Unexpectedly, Bob Knight's reign at Texas Tech has come to a close. The winningest coach in Division I men's history resigned Monday, leaving the program in the hands of his youngest son, Pat.
There's no denying Knight's place in the lexicon of college basketball with his 902 victories, three national championships and enshrinement in the Basketball Hall of Fame in 1991. Yet, it was the personality that all too often overshadowed the on-court accomplishments. Brash, opinionated and controversial, his temper spawned legend and doomed him at Indiana. There was the infamous chair toss in 1985 against Purdue -- and the choking incident that ultimately led to his being fired from Indiana in 2000 for a "pattern of unacceptable behavior." He spent 29 seasons in Bloomington.
He popped up in Lubbock, Texas, a year after his dismissal from IU and while he was never able to duplicate the level of success he had at Indiana, he did lead the Red Raiders to five 20-win seasons, including a Sweet 16 run in 2005.

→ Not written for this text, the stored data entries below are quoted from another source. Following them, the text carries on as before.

//! API layer - HTTP handlers and routing
//!
//! - `/posts`, `/posts/{slug}`: public post pages
//! - `/posts/admin/...`: admin index, create form, edit handler
//! - `/api/v1/...`: JSON posts API and health check

pub mod admin;
pub mod blog;
pub mod error;
pub mod posts;
pub mod site;
pub mod state;
pub mod views;

use axum::{response::Redirect, routing::get, Router};
use tower_http::trace::TraceLayer;

pub use error::ApiError;
pub use state::AppState;
pub use views::PageError;

/// Build the JSON API router
pub fn build_api_router() -> Router<AppState> {
    Router::new().merge(posts::router()).merge(site::router())
}

/// Build the complete router with middleware
pub fn build_router(state: AppState) -> Router {
    Router::new()
        .route("/", get(|| async { Redirect::to("/posts") }))
        .merge(blog::router())
        .merge(admin::router())
        .nest("/api/v1", build_api_router())
        .layer(TraceLayer::new_for_http())
        .with_state(state)
}
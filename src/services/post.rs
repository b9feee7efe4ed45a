//! Post service
//!
//! Thin layer over [`PostRepository`]: turns an update miss into
//! [`PostServiceError::NotFound`] and passes every storage failure through
//! untouched.

use crate::db::repositories::{is_duplicate_slug, PostRepository};
use crate::models::{NewPost, Post};
use crate::services::MarkdownRenderer;
use std::sync::Arc;

/// Error types for post service operations
#[derive(Debug, thiserror::Error)]
pub enum PostServiceError {
    /// No post is stored under the slug
    #[error("Post {0} not found")]
    NotFound(String),

    /// The store rejected or failed the operation
    #[error(transparent)]
    Storage(#[from] anyhow::Error),
}

impl PostServiceError {
    /// The store refused a write because another post already has the slug
    pub fn is_duplicate_slug(&self) -> bool {
        matches!(self, Self::Storage(e) if is_duplicate_slug(e))
    }
}

pub struct PostService {
    repo: Arc<dyn PostRepository>,
    markdown: MarkdownRenderer,
}

impl PostService {
    pub fn new(repo: Arc<dyn PostRepository>) -> Self {
        Self {
            repo,
            markdown: MarkdownRenderer::new(),
        }
    }

    pub async fn list(&self) -> Result<Vec<Post>, PostServiceError> {
        Ok(self.repo.list().await?)
    }

    pub async fn get_by_slug(&self, slug: &str) -> Result<Option<Post>, PostServiceError> {
        Ok(self.repo.get_by_slug(slug).await?)
    }

    pub async fn create(&self, input: NewPost) -> Result<Post, PostServiceError> {
        let post = self.repo.create(&input).await?;
        tracing::info!(slug = %post.slug, "Post created");
        Ok(post)
    }

    /// Overwrite the post currently stored under `slug` with `input`.
    ///
    /// `input.slug` may differ from `slug`, which renames the post.
    pub async fn update(&self, slug: &str, input: NewPost) -> Result<Post, PostServiceError> {
        let post = self
            .repo
            .update(slug, &input)
            .await?
            .ok_or_else(|| PostServiceError::NotFound(slug.to_string()))?;

        if post.slug != slug {
            tracing::info!(from = %slug, to = %post.slug, "Post updated and renamed");
        } else {
            tracing::info!(slug = %post.slug, "Post updated");
        }
        Ok(post)
    }

    /// Rendered HTML body of a post
    pub fn render(&self, post: &Post) -> String {
        self.markdown.render(&post.markdown)
    }
}
//! Database layer
//!
//! SQLite is the default backend; MySQL is selected through configuration.
//!
//! ```ignore
//! use inkpost::config::DatabaseConfig;
//! use inkpost::db::{create_pool, schema};
//!
//! let pool = create_pool(&DatabaseConfig::default()).await?;
//! schema::ensure_schema(&pool).await?;
//! pool.ping().await?;
//! ```

pub mod pool;
pub mod repositories;
pub mod schema;

pub use pool::{
    create_pool, create_test_pool, DatabasePool, DynDatabasePool, MysqlDatabase, SqliteDatabase,
};
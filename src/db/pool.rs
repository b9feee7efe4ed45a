//! Database connection pool abstraction
//!
//! One trait object covers both SQLite and MySQL. The pool is opened once at
//! startup, handed to repositories explicitly, and closed on shutdown.

use anyhow::{Context, Result};
use async_trait::async_trait;
use sqlx::{
    mysql::{MySqlPool, MySqlPoolOptions},
    sqlite::{SqlitePool, SqlitePoolOptions},
};
use std::path::Path;
use std::sync::Arc;
use std::time::Duration;

use crate::config::{DatabaseConfig, DatabaseDriver};

/// Storage handle shared by every repository.
#[async_trait]
pub trait DatabasePool: Send + Sync {
    /// Execute a raw SQL statement that doesn't return rows
    async fn execute(&self, query: &str) -> Result<u64>;

    /// Check that the store answers
    async fn ping(&self) -> Result<()>;

    /// Close the connection pool
    async fn close(&self);

    fn driver(&self) -> DatabaseDriver;

    fn as_sqlite(&self) -> Option<&SqlitePool>;

    fn as_mysql(&self) -> Option<&MySqlPool>;
}

pub struct SqliteDatabase {
    pool: SqlitePool,
}

impl SqliteDatabase {
    /// Open a SQLite pool.
    ///
    /// Accepts `:memory:`, `sqlite:` URLs, or bare file paths. File databases
    /// are created along with any missing parent directories.
    pub async fn new(url: &str) -> Result<Self> {
        let in_memory = url == ":memory:" || url.starts_with("sqlite::memory:");

        if !in_memory {
            let path = url.strip_prefix("sqlite:").unwrap_or(url);
            let path = path.split('?').next().unwrap_or(path);
            if let Some(parent) = Path::new(path).parent() {
                if !parent.as_os_str().is_empty() {
                    std::fs::create_dir_all(parent).with_context(|| {
                        format!("Failed to create database directory: {:?}", parent)
                    })?;
                }
            }
        }

        let connection_url = sqlite_connection_url(url);

        let pool = sqlite_pool_options(in_memory)
            .connect(&connection_url)
            .await
            .with_context(|| format!("Failed to connect to SQLite database: {}", url))?;

        Ok(Self { pool })
    }
}

/// An in-memory database lives only as long as its single connection, so
/// that connection is never reaped.
fn sqlite_pool_options(in_memory: bool) -> SqlitePoolOptions {
    if in_memory {
        SqlitePoolOptions::new()
            .max_connections(1)
            .min_connections(1)
            .idle_timeout(None::<Duration>)
            .max_lifetime(None::<Duration>)
    } else {
        SqlitePoolOptions::new().max_connections(10)
    }
}

/// Normalise a configured SQLite location into a connection URL
fn sqlite_connection_url(url: &str) -> String {
    if url == ":memory:" {
        "sqlite::memory:".to_string()
    } else if url.starts_with("sqlite:") {
        if url.contains('?') || url.starts_with("sqlite::memory:") {
            url.to_string()
        } else {
            format!("{}?mode=rwc", url)
        }
    } else {
        format!("sqlite:{}?mode=rwc", url)
    }
}

#[async_trait]
impl DatabasePool for SqliteDatabase {
    async fn execute(&self, query: &str) -> Result<u64> {
        let result = sqlx::query(query)
            .execute(&self.pool)
            .await
            .with_context(|| format!("Failed to execute query: {}", query))?;
        Ok(result.rows_affected())
    }

    async fn ping(&self) -> Result<()> {
        sqlx::query("SELECT 1")
            .fetch_one(&self.pool)
            .await
            .context("Database ping failed")?;
        Ok(())
    }

    async fn close(&self) {
        self.pool.close().await;
    }

    fn driver(&self) -> DatabaseDriver {
        DatabaseDriver::Sqlite
    }

    fn as_sqlite(&self) -> Option<&SqlitePool> {
        Some(&self.pool)
    }

    fn as_mysql(&self) -> Option<&MySqlPool> {
        None
    }
}

pub struct MysqlDatabase {
    pool: MySqlPool,
}

impl MysqlDatabase {
    pub async fn new(url: &str) -> Result<Self> {
        let connection_url = if url.starts_with("mysql://") {
            url.to_string()
        } else {
            format!("mysql://{}", url)
        };

        let pool = MySqlPoolOptions::new()
            .max_connections(10)
            .connect(&connection_url)
            .await
            .context("Failed to connect to MySQL database")?;

        Ok(Self { pool })
    }
}

#[async_trait]
impl DatabasePool for MysqlDatabase {
    async fn execute(&self, query: &str) -> Result<u64> {
        let result = sqlx::query(query)
            .execute(&self.pool)
            .await
            .with_context(|| format!("Failed to execute query: {}", query))?;
        Ok(result.rows_affected())
    }

    async fn ping(&self) -> Result<()> {
        sqlx::query("SELECT 1")
            .fetch_one(&self.pool)
            .await
            .context("Database ping failed")?;
        Ok(())
    }

    async fn close(&self) {
        self.pool.close().await;
    }

    fn driver(&self) -> DatabaseDriver {
        DatabaseDriver::Mysql
    }

    fn as_sqlite(&self) -> Option<&SqlitePool> {
        None
    }

    fn as_mysql(&self) -> Option<&MySqlPool> {
        Some(&self.pool)
    }
}

pub type DynDatabasePool = Arc<dyn DatabasePool>;

/// Open the pool selected by `config.driver`.
pub async fn create_pool(config: &DatabaseConfig) -> Result<DynDatabasePool> {
    match config.driver {
        DatabaseDriver::Sqlite => {
            let db = SqliteDatabase::new(&config.url).await?;
            Ok(Arc::new(db))
        }
        DatabaseDriver::Mysql => {
            let db = MysqlDatabase::new(&config.url).await?;
            Ok(Arc::new(db))
        }
    }
}

/// In-memory SQLite pool for tests
pub async fn create_test_pool() -> Result<DynDatabasePool> {
    let config = DatabaseConfig {
        driver: DatabaseDriver::Sqlite,
        url: ":memory:".to_string(),
    };
    create_pool(&config).await
}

Often willing to go toe-to-toe with the media, he sometimes flashed his soft side. Following an Ohio State-Texas Tech game in 2004, Knight came off the Schottenstein Center court and after begrudgingly answering questions in the press conference, he was hounded by a small group of reporters looking for one last word. Telling them he was done, he walked away form the group and was approached by a local radio reporter who had multiple sclerosis. Knight put his arm around the visibly nervous reporter and took him aside and patiently walked him through the interview. The two then spent the better part of 10 minutes talking.
How will you remember Knight? Will it be for the legendary temper or for his ability to win with players who may not have been highly recruited but were willing to buy into a proven system? Whether you focus on the anger of the accolades, there's no denying there was only one Bob Knight?